**Work request:** Copy out all lines from the entries below in which "report" occurs.
☆ ☆ ☆ ☆ ☆
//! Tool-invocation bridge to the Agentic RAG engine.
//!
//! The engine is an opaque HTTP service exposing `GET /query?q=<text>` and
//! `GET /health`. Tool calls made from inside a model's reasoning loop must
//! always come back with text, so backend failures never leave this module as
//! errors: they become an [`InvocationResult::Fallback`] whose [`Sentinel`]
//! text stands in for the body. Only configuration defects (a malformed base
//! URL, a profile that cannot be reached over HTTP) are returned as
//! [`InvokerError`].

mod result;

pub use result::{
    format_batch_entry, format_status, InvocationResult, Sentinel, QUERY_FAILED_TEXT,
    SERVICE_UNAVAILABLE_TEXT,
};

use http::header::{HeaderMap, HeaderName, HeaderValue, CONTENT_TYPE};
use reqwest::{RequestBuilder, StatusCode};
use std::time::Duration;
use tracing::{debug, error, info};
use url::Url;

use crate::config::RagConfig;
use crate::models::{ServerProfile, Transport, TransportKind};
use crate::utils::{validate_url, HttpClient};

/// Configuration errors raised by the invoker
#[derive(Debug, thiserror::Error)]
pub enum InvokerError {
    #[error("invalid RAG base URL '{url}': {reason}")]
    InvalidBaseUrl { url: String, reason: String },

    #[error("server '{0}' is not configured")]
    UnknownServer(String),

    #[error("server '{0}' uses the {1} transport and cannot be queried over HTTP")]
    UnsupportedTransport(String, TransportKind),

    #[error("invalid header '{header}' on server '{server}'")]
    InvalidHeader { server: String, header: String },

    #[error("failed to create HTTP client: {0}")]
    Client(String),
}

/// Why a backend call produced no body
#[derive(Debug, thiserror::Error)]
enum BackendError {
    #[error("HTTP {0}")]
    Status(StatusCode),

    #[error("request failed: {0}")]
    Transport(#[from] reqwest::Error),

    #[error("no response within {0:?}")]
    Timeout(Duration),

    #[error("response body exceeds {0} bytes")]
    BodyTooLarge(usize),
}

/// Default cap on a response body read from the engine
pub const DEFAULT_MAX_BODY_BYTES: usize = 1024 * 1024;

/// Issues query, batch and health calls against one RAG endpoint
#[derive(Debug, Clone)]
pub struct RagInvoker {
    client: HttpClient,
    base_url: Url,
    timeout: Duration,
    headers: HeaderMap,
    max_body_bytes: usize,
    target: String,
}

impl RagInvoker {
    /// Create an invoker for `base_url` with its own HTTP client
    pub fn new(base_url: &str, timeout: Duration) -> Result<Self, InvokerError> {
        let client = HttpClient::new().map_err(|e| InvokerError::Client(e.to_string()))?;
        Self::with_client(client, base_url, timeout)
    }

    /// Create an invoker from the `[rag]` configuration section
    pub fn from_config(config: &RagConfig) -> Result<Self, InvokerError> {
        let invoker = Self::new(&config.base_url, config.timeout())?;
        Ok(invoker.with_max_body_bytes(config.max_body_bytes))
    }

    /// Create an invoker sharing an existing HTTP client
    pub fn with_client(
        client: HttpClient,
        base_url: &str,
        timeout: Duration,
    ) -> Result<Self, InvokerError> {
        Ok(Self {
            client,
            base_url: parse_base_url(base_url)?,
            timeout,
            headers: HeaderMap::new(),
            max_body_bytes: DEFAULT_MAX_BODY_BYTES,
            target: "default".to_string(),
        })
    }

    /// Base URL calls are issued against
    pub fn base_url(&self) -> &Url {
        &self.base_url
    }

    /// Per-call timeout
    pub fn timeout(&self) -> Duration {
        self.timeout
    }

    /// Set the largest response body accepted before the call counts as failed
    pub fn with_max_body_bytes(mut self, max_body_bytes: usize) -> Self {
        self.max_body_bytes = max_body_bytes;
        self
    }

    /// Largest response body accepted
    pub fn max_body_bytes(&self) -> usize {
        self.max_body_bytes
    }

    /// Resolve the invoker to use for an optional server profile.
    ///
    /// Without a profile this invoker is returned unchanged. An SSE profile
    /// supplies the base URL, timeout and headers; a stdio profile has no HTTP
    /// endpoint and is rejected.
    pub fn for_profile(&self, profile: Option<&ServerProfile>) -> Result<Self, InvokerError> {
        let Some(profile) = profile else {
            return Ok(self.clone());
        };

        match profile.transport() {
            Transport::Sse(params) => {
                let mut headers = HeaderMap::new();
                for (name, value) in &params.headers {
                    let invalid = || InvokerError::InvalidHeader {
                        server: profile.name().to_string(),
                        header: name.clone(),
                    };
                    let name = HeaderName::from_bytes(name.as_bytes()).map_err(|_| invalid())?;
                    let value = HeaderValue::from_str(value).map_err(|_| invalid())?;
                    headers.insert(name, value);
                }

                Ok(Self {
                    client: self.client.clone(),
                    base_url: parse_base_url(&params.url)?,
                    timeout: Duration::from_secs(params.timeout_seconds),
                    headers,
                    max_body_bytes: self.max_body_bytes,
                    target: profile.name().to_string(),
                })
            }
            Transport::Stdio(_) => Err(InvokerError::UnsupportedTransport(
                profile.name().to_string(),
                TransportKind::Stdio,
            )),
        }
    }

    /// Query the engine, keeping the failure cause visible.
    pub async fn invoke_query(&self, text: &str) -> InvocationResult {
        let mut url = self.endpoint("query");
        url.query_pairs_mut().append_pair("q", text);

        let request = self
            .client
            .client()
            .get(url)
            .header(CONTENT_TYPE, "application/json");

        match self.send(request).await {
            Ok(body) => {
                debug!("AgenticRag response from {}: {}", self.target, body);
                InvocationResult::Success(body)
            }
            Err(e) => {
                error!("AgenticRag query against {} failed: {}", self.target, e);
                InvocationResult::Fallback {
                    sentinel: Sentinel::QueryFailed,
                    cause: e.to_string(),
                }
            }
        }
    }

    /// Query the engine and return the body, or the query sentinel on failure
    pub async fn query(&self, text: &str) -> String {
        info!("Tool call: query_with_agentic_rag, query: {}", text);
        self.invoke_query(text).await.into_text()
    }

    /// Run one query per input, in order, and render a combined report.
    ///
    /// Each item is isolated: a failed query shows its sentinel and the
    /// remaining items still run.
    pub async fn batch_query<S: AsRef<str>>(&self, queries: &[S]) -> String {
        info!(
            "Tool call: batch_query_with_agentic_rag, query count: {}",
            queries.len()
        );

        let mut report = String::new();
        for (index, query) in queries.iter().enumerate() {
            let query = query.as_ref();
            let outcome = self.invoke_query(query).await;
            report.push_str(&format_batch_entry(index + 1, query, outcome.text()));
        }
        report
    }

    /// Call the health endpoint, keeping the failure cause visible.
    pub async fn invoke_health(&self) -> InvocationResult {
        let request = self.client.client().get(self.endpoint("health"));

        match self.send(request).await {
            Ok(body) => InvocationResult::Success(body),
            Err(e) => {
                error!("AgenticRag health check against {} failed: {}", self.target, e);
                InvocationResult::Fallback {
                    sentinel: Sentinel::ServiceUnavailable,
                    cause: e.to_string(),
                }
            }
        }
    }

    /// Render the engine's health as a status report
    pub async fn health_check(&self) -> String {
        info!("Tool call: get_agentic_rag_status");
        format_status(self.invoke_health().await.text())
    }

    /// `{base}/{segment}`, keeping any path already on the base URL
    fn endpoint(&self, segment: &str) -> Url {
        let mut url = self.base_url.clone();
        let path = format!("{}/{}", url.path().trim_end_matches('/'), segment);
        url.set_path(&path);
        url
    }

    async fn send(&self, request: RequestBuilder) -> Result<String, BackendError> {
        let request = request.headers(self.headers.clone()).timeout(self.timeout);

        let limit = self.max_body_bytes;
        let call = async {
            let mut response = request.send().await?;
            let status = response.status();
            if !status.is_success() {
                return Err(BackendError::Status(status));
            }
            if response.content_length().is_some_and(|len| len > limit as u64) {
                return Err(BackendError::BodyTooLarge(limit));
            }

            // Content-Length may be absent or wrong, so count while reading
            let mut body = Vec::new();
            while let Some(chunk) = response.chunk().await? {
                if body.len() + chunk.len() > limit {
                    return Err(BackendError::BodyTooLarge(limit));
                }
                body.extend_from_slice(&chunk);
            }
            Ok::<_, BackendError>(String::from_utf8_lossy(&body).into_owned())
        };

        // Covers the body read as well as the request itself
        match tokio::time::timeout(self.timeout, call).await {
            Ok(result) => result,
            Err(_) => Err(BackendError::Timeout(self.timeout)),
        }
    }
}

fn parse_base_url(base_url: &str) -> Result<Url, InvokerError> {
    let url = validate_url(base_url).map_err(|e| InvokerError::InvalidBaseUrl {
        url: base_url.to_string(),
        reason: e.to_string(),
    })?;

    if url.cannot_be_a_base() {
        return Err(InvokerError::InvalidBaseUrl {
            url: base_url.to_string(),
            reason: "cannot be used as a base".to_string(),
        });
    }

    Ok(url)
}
☆ ☆ ☆ ☆ ☆
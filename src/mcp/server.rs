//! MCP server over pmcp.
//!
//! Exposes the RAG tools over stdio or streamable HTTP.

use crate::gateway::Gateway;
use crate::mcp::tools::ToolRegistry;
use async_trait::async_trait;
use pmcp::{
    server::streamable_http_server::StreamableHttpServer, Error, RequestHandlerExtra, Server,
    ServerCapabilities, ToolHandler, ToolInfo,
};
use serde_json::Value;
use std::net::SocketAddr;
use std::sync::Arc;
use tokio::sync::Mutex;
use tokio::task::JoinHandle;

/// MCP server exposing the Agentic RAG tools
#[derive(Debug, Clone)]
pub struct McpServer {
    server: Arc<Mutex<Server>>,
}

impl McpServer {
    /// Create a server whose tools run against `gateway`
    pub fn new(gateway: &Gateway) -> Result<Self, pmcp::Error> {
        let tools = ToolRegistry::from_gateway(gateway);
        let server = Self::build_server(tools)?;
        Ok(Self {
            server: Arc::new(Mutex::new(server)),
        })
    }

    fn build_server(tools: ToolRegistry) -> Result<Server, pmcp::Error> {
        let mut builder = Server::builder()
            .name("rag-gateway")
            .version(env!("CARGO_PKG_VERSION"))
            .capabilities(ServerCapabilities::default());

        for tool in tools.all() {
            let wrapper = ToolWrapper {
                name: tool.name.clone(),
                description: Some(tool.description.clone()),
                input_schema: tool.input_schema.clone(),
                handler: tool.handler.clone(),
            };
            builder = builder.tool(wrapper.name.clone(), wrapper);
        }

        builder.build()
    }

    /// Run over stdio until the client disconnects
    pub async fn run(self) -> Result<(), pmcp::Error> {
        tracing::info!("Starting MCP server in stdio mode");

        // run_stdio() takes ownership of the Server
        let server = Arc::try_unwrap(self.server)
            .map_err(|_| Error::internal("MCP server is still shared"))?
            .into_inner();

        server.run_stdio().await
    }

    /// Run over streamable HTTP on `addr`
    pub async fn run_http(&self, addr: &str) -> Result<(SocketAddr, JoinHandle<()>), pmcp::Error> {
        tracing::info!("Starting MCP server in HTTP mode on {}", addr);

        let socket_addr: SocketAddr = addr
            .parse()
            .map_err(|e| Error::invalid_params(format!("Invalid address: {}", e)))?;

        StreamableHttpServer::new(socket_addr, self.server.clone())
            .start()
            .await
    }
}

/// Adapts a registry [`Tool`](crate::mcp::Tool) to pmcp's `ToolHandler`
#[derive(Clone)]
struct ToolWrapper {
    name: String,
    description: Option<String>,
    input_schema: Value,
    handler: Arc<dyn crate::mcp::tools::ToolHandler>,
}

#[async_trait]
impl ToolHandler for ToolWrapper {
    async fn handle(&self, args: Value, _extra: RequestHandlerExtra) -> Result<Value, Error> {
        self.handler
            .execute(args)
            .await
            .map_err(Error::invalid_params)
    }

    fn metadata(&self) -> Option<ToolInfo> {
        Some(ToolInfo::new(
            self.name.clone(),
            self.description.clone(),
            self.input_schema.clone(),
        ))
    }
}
☆ ☆ ☆ ☆ ☆
**Task result:**
    /// Run one query per input, in order, and render a combined report.
        let mut report = String::new();
            report.push_str(&format_batch_entry(index + 1, query, outcome.text()));
        report
    /// Render the engine's health as a status report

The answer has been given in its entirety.